Young female bonobos prepare for motherhood by taking care of babies, whether they’re related to them or not, a new study shows.
What’s more, that babysitting helps to form alliances, which can pay off in times of hostility.
“After studying bonobos for several years, I noticed that juveniles and adolescents were obsessed with the babies,” says Klaree Boose, an instructor in the department of anthropology at the University of Oregon. “They played with the babies and carried them around. It appeared to be more than just play behavior.”
The research, done with captive bonobos at the Columbus Zoo and Aquarium in Ohio, also explains behaviors that scientists have seen but only focused on in the wild, says coauthor Frances White, head of the anthropology department at UO. White has studied bonobos in their natural habit in Africa for years.
“It is common in the wild to see infant bonobos be a focus of enormous interest to others, especially to adolescent bonobos,” White says. “It is often noticeable how bonobo mothers are willing to let others get close and interact with their infants, as compared to chimpanzees who are more restrictive.”
The study allowed researchers to take that knowledge and explore individual relationships in a way that has not been done in the wild, she says.
“The Columbus Zoo has done a wonderful job of copying wild behavior in letting the bonobos divide on a day-by-day basis into different groupings, much as they do in the wild,” White says. “This zoo setting made this kind of study, which looks at normal wild behaviors, possible.”
In the wild, bonobos live in a small area of the Congo Basin in the Democratic Republic of the Congo. People often mistake them as chimpanzees but they’re a separate species. The females hold high-ranking positions and often form female-female coalitions that stand up to males.
The new findings, which drew from 1,819 hours of observations of 11 females and 8 males during summer months of 2011-2015, were surprising, Boose says.
“Like all ape species, bonobo females don’t need somebody to help them take care of their infants. They are perfectly capable of doing it themselves,” she explains.
“These were very deliberate caretaking behaviors.”
Initially, Boose observed that all juvenile bonobos, ages 3-7, were obsessed with handling the infants, all under age 3. As they entered adolescence, however, females continued to approach the mothers and help care for the infants, while males turned away in favor of other behaviors.

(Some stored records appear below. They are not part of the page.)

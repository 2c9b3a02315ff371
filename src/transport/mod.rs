pub mod lossy;

use std::io;
use std::net::SocketAddr;
use std::sync::{Arc, RwLock};
use std::time::Duration;

use anyhow::anyhow;
use async_trait::async_trait;
#[cfg(test)] use mockall::automock;
use tokio::net::{ToSocketAddrs, UdpSocket};
use tokio::sync::broadcast;
use tracing::{debug, error, info, trace, warn};


/// The raw datagram transport. Implementations give no delivery guarantees: datagrams may be
///  dropped, duplicated or reordered (but not corrupted), and all reliability is layered on top.
#[cfg_attr(test, automock)]
#[async_trait]
pub trait Transport: Send + Sync + 'static {
    fn local_addr(&self) -> SocketAddr;

    /// fire and forget - an `Ok` result says nothing about delivery
    async fn send(&self, to: SocketAddr, buf: &[u8]) -> anyhow::Result<()>;

    /// Receives datagrams, passing them to the handler one at a time, until the loop is cancelled
    ///  by [Transport::close].
    async fn recv_loop(&self, handler: Arc<dyn DatagramHandler>) -> anyhow::Result<()>;

    /// terminates the receive loop and releases the underlying socket
    fn close(&self);
}


/// This trait decouples the mechanics of receiving datagrams from the protocol logic that
///  handles them. It is passed around as an `Arc<dyn ...>` to minimize dependencies of
///  [Transport] implementations.
#[cfg_attr(test, automock)]
#[async_trait]
pub trait DatagramHandler: Send + Sync + 'static {
    async fn handle_datagram(&self, buf: &[u8], from: SocketAddr);
}


/// pause after a transient receive error, so that a persistent error condition does not turn
///  the receive loop into a busy loop
const RECV_ERROR_BACKOFF: Duration = Duration::from_millis(10);

/// Errors that some platforms report on a UDP socket for ICMP responses to earlier sends. They
///  say nothing about the socket itself, so receiving can continue.
fn is_transient_recv_error(e: &io::Error) -> bool {
    matches!(e.kind(),
        io::ErrorKind::ConnectionReset
        | io::ErrorKind::ConnectionRefused
        | io::ErrorKind::Interrupted
        | io::ErrorKind::WouldBlock
        | io::ErrorKind::TimedOut
    )
}


/// A [Transport] based on a single UDP socket that is used both for sending and receiving, so
///  that peers can reply to a datagram's source address.
pub struct UdpTransport {
    self_addr: SocketAddr,
    socket: RwLock<Option<Arc<UdpSocket>>>,
    cancel_sender: broadcast::Sender<()>,
    max_datagram_size: usize,
}

impl UdpTransport {
    pub async fn bind(addr: impl ToSocketAddrs, max_datagram_size: usize) -> anyhow::Result<UdpTransport> {
        let socket = UdpSocket::bind(addr).await?;
        let self_addr = socket.local_addr()?;
        info!("bound UDP socket to {:?}", self_addr);

        let (cancel_sender, _) = broadcast::channel(1);

        Ok(UdpTransport {
            self_addr,
            socket: RwLock::new(Some(Arc::new(socket))),
            cancel_sender,
            max_datagram_size,
        })
    }

    fn socket(&self) -> Option<Arc<UdpSocket>> {
        match self.socket.read() {
            Ok(socket) => socket.clone(),
            Err(poisoned) => poisoned.into_inner().clone(),
        }
    }
}

#[async_trait]
impl Transport for UdpTransport {
    fn local_addr(&self) -> SocketAddr {
        self.self_addr
    }

    async fn send(&self, to: SocketAddr, buf: &[u8]) -> anyhow::Result<()> {
        let socket = self.socket()
            .ok_or_else(|| anyhow!("sending on a closed transport"))?;

        trace!("UDP socket: sending {} bytes to {:?}", buf.len(), to);
        socket.send_to(buf, to).await?;
        Ok(())
    }

    async fn recv_loop(&self, handler: Arc<dyn DatagramHandler>) -> anyhow::Result<()> {
        // NB: subscribe before checking for the socket so that a concurrent close() is not missed
        let mut cancel_receiver = self.cancel_sender.subscribe();

        let socket = match self.socket() {
            Some(socket) => socket,
            None => {
                debug!("receive loop started on a closed transport");
                return Ok(());
            }
        };

        // one byte more than the maximum so that oversized datagrams can be detected
        let mut buf = vec![0u8; self.max_datagram_size + 1];

        info!("starting UDP receive loop on {:?}", self.self_addr);
        loop {
            tokio::select! {
                r = socket.recv_from(&mut buf) => {
                    match r {
                        Ok((len, from)) => {
                            if len > self.max_datagram_size {
                                warn!("received a datagram from {:?} exceeding max datagram size of {} bytes - skipping", from, self.max_datagram_size);
                                continue;
                            }
                            handler.handle_datagram(&buf[..len], from).await;
                        }
                        Err(e) if is_transient_recv_error(&e) => {
                            warn!(error = ?e, "transient error receiving from datagram socket - backing off");
                            tokio::time::sleep(RECV_ERROR_BACKOFF).await;
                        }
                        Err(e) => {
                            error!(error = ?e, "error receiving from datagram socket - terminating receive loop");
                            return Err(e.into());
                        }
                    }
                }
                _ = cancel_receiver.recv() => break,
            }
        }

        info!("shutting down UDP receive loop on {:?}", self.self_addr);
        Ok(())
    }

    fn close(&self) {
        let prev = match self.socket.write() {
            Ok(mut socket) => socket.take(),
            Err(poisoned) => poisoned.into_inner().take(),
        };
        if prev.is_some() {
            debug!("closing UDP transport on {:?}", self.self_addr);
        }

        if self.cancel_sender.send(()).is_err() {
            debug!("closing transport while no receive loop is running");
        }
    }
}
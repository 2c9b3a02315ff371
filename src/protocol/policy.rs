use crate::protocol::message_type::MessageType;

/// A connection's acknowledgement mode. Both sides track it per peer, and both derive it from
///  the messages they see, so they agree without an explicit handshake.
#[derive(Debug, Copy, Clone, Eq, PartialEq, Default)]
pub enum AckMode {
    /// only REGISTER style messages are acknowledged
    #[default]
    Auto,
    /// every message except ACKs and heartbeats is acknowledged
    Explicit,
}

#[derive(Debug, Copy, Clone, Eq, PartialEq)]
pub enum ModeChange {
    None,
    EnableExplicit,
    Reset,
}

#[derive(Debug, Copy, Clone, Eq, PartialEq)]
pub struct AckDecision {
    pub requires_ack: bool,
    pub mode_change: ModeChange,
}

impl AckDecision {
    /// the connection's mode after the message was processed
    pub fn next_mode(&self, current: AckMode) -> AckMode {
        match self.mode_change {
            ModeChange::None => current,
            ModeChange::EnableExplicit => AckMode::Explicit,
            ModeChange::Reset => AckMode::Auto,
        }
    }
}

/// The message type policy: whether a message of a given type requires acknowledgement when
///  the connection is in a given mode, and how the message affects the mode.
///
/// NB: The acknowledgement requirement is evaluated against the mode *before* the message is
///      applied, so an UNREGISTER in explicit mode is still acknowledged
pub fn ack_decision(message_type: MessageType, mode: AckMode) -> AckDecision {
    use MessageType::*;

    let explicit = mode == AckMode::Explicit;

    let (requires_ack, mode_change) = match message_type {
        Register => (true, ModeChange::None),
        RegisterWithAcknowledges => (true, ModeChange::EnableExplicit),
        StateId | Command => (explicit, ModeChange::None),
        Unregister => (explicit, ModeChange::Reset),
        Ack | Heartbeat => (false, ModeChange::None),
    };

    AckDecision { requires_ack, mode_change }
}

#[cfg(test)]
mod tests {
    use rstest::rstest;
    use super::*;
    use MessageType::*;

    #[rstest]
    #[case::register_auto(Register, AckMode::Auto, true, AckMode::Auto)]
    #[case::register_explicit(Register, AckMode::Explicit, true, AckMode::Explicit)]
    #[case::register_with_acks_auto(RegisterWithAcknowledges, AckMode::Auto, true, AckMode::Explicit)]
    #[case::register_with_acks_explicit(RegisterWithAcknowledges, AckMode::Explicit, true, AckMode::Explicit)]
    #[case::state_id_auto(StateId, AckMode::Auto, false, AckMode::Auto)]
    #[case::state_id_explicit(StateId, AckMode::Explicit, true, AckMode::Explicit)]
    #[case::command_auto(Command, AckMode::Auto, false, AckMode::Auto)]
    #[case::command_explicit(Command, AckMode::Explicit, true, AckMode::Explicit)]
    #[case::unregister_auto(Unregister, AckMode::Auto, false, AckMode::Auto)]
    #[case::unregister_explicit(Unregister, AckMode::Explicit, true, AckMode::Auto)]
    #[case::ack_auto(Ack, AckMode::Auto, false, AckMode::Auto)]
    #[case::ack_explicit(Ack, AckMode::Explicit, false, AckMode::Explicit)]
    #[case::heartbeat_auto(Heartbeat, AckMode::Auto, false, AckMode::Auto)]
    #[case::heartbeat_explicit(Heartbeat, AckMode::Explicit, false, AckMode::Explicit)]
    fn test_ack_decision(#[case] message_type: MessageType, #[case] mode: AckMode, #[case] expected_requires_ack: bool, #[case] expected_mode: AckMode) {
        let decision = ack_decision(message_type, mode);
        assert_eq!(decision.requires_ack, expected_requires_ack);
        assert_eq!(decision.next_mode(mode), expected_mode);
    }

    #[test]
    fn test_mode_toggled_once() {
        let mut mode = AckMode::default();
        let mut acked = Vec::new();
        for message_type in [Register, RegisterWithAcknowledges, StateId, Command] {
            let decision = ack_decision(message_type, mode);
            acked.push(decision.requires_ack);
            mode = decision.next_mode(mode);
        }
        assert_eq!(acked, vec![true, true, true, true]);
        assert_eq!(mode, AckMode::Explicit);
    }
}
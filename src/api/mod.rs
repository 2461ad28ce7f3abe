pub mod actor;
pub mod handlers;
pub mod response;
mod routes;
#[cfg(test)]
mod tests;

pub use routes::create_router;
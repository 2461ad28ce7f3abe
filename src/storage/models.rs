use chrono::{DateTime, Utc};
use serde::{Deserialize, Serialize};

use crate::actor::UserId;
use crate::page_store::PageId;

/// Forum metadata row. A cache over the page store: the page is the source of truth.
#[derive(Debug, Clone, PartialEq, Serialize, Deserialize)]
pub struct ForumRecord {
    pub page_id: PageId,
    /// Document key of the forum page at its last save.
    pub title: String,
    pub created: DateTime<Utc>,
    #[serde(default)]
    pub creator: Option<UserId>,
}

/// Thread metadata row, written once at creation and touched on every reply.
#[derive(Debug, Clone, PartialEq, Serialize, Deserialize)]
pub struct ThreadRecord {
    pub page_id: PageId,
    pub forum_page_id: PageId,
    pub subject: String,
    pub created: DateTime<Utc>,
    #[serde(default)]
    pub creator: Option<UserId>,
    #[serde(default)]
    pub last_reply: Option<DateTime<Utc>>,
    #[serde(default)]
    pub last_reply_user: Option<UserId>,
}

/// Mutable per-thread flags. A missing row reads as `Default`.
#[derive(Debug, Clone, Copy, Default, PartialEq, Eq, Serialize, Deserialize)]
pub struct ThreadProps {
    #[serde(default)]
    pub locked: bool,
    #[serde(default)]
    pub sticky: bool,
}

#[derive(Debug, Clone, Copy, PartialEq, Eq, Serialize, Deserialize)]
#[serde(rename_all = "lowercase")]
pub enum ThreadFlag {
    Locked,
    Sticky,
}

impl ThreadProps {
    pub fn get(&self, flag: ThreadFlag) -> bool {
        match flag {
            ThreadFlag::Locked => self.locked,
            ThreadFlag::Sticky => self.sticky,
        }
    }

    /// Merge a single flag, leaving the other untouched.
    pub fn set(&mut self, flag: ThreadFlag, value: bool) {
        match flag {
            ThreadFlag::Locked => self.locked = value,
            ThreadFlag::Sticky => self.sticky = value,
        }
    }
}

/// Types of write operations (replicated via muster)
#[derive(Debug, Clone, PartialEq, Serialize, Deserialize)]
pub enum WriteOp {
    /// Insert the row, or refresh only its title when it already exists.
    UpsertForum(ForumRecord),
    /// Insert the row unless one exists for the page.
    InsertThread(ThreadRecord),
    TouchLastReply {
        page_id: PageId,
        user: Option<UserId>,
        at: DateTime<Utc>,
    },
    SetThreadFlag {
        page_id: PageId,
        flag: ThreadFlag,
        value: bool,
    },
    /// Drop every metadata row keyed by these pages.
    RemoveMetadata { page_ids: Vec<PageId> },
}
use crate::page_store::PageRef;
use crate::title::Namespace;

#[derive(Debug, Clone, Copy, PartialEq, Eq)]
pub enum PageKind {
    Forum,
    Thread,
    Other,
}

/// What a request's page is, worked out once and handed to whoever needs it.
#[derive(Debug, Clone, PartialEq, Eq)]
pub struct PageContext {
    page: PageRef,
    kind: PageKind,
}

impl PageContext {
    pub fn for_page(page: PageRef) -> Self {
        let kind = match page.title.namespace() {
            Namespace::Forum => PageKind::Forum,
            Namespace::Thread => PageKind::Thread,
            Namespace::Main => PageKind::Other,
        };
        Self { page, kind }
    }

    pub fn page(&self) -> &PageRef {
        &self.page
    }

    pub fn kind(&self) -> PageKind {
        self.kind
    }

    /// True for forum and thread pages alike.
    pub fn is_forum(&self) -> bool {
        self.kind != PageKind::Other
    }
}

“Handling behavior picked up among the female adolescents, and it was really intense,” Boose says. “They would approach the mothers, groom them briefly, and then carry the babies away. They’d move across the enclosure, where they would engage in nurturing and other maternal behaviors with the infants, such as grooming and cradling them, putting them on their belly and carrying them on their back. These were very deliberate caretaking behaviors.”
Boose also found a hormonal link to her observations. Elevated levels of oxytocin—associated with complex social behaviors and social cognition, including maternal and caregiving activities—were common in urine samples collected after infant-handling activities.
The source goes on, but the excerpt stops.